■ Work required
Determine the number of lines below that contain "existing". Write nothing but that number.

■ Supplied data
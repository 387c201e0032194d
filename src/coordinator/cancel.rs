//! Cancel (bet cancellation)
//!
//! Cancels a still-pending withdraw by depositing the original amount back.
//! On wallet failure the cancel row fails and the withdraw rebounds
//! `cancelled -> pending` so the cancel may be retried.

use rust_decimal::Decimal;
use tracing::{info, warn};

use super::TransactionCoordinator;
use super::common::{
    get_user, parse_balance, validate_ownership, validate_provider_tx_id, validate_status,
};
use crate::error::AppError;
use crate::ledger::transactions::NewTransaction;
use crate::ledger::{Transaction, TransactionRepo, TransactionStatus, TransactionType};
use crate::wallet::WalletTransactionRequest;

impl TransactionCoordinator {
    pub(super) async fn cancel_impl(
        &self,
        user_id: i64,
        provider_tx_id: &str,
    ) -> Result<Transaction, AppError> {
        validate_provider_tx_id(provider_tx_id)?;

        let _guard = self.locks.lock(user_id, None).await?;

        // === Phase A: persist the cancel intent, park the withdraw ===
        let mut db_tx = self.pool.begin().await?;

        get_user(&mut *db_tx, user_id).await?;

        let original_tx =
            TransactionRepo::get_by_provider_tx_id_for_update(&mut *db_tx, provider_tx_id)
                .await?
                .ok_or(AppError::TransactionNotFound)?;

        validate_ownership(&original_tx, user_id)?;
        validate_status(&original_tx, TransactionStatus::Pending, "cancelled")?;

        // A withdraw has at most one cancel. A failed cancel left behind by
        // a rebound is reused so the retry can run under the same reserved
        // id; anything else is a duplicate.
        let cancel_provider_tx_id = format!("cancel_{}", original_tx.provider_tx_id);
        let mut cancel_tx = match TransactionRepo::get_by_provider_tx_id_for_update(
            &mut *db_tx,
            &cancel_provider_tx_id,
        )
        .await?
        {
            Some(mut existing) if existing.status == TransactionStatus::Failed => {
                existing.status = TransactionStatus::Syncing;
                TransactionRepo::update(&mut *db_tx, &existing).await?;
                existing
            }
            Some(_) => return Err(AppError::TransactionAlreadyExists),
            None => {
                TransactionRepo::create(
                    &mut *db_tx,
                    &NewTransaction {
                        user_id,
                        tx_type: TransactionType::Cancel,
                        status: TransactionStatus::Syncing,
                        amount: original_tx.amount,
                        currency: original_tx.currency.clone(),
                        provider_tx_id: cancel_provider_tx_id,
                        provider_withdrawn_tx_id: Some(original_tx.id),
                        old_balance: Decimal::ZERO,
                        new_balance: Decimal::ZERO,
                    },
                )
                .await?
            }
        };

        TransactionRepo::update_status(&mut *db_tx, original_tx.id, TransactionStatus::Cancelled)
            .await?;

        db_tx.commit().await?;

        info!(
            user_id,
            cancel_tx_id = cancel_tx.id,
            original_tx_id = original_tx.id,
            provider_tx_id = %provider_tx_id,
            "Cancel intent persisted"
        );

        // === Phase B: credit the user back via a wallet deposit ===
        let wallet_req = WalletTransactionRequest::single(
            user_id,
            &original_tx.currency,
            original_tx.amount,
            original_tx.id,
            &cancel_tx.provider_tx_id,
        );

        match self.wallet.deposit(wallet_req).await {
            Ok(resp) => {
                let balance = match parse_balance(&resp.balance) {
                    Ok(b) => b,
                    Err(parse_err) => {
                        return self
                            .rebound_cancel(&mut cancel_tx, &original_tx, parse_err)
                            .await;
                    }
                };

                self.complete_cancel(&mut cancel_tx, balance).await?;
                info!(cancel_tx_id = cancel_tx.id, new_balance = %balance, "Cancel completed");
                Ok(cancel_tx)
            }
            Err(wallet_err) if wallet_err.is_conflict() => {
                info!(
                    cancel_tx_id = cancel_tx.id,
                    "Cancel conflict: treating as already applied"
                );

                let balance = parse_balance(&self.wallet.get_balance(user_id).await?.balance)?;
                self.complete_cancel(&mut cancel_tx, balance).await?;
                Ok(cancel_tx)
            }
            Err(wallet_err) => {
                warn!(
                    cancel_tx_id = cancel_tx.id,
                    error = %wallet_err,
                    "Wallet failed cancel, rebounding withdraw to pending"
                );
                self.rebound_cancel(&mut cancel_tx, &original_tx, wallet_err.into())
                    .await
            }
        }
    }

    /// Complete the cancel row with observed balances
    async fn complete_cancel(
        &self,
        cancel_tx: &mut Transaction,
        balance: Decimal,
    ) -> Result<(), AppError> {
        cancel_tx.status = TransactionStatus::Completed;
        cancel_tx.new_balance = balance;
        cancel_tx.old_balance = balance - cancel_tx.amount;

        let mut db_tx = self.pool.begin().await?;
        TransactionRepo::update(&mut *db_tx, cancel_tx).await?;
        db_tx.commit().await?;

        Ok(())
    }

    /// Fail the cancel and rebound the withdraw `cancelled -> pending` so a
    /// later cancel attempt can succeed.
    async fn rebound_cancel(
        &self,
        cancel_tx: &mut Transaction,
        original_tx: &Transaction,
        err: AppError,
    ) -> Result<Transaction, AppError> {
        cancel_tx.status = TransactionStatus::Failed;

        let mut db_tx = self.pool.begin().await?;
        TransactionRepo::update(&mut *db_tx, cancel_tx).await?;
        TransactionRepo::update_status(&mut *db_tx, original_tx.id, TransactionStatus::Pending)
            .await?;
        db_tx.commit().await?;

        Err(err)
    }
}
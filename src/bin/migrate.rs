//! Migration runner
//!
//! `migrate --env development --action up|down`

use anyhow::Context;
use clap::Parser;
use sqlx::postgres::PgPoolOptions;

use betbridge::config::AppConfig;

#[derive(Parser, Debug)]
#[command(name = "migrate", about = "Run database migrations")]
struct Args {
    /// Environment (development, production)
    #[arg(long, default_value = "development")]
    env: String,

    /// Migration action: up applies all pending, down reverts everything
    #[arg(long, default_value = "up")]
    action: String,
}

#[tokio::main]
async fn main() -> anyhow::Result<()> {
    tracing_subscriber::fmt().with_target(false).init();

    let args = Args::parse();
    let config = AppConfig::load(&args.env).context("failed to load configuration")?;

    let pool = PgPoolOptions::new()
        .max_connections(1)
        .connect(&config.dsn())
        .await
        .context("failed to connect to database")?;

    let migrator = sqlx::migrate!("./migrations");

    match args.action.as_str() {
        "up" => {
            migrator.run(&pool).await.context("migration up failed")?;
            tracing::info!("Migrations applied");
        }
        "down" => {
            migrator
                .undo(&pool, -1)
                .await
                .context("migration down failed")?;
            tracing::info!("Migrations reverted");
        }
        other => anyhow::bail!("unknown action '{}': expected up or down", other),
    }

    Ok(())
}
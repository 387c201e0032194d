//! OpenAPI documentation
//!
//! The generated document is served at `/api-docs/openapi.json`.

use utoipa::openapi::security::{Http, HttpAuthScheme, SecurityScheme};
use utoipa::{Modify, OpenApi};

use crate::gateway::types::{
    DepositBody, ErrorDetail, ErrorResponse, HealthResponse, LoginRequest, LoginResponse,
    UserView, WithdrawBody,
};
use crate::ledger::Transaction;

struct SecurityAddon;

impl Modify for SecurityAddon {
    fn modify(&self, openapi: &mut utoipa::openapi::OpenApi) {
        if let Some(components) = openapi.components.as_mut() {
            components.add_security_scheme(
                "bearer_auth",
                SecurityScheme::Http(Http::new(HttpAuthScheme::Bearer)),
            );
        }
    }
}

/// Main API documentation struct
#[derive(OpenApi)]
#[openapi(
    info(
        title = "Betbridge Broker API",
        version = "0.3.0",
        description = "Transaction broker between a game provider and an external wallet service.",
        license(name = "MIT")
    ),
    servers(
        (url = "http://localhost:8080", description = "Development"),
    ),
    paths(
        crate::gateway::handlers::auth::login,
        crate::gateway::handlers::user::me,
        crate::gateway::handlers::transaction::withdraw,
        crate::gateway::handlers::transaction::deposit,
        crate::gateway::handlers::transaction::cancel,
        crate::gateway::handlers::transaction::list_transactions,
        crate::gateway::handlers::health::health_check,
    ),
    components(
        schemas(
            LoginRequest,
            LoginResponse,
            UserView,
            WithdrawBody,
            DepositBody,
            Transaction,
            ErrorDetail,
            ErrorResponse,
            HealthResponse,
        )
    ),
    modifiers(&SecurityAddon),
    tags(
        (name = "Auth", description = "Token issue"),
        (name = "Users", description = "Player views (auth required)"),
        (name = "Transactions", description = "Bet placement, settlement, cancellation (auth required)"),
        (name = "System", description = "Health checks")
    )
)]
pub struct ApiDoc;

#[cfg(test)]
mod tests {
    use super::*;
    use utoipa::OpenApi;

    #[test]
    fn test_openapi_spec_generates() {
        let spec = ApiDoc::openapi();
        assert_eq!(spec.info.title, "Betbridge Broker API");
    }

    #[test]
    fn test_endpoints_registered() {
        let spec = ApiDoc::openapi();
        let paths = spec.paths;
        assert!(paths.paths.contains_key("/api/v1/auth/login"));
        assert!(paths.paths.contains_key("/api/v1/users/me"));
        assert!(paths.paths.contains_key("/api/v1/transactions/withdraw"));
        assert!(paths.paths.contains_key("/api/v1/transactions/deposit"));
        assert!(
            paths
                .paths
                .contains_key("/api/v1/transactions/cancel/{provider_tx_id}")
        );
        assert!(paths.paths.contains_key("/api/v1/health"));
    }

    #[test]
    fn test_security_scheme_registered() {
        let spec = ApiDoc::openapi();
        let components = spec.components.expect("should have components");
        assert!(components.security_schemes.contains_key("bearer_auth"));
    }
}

■ Written reply
4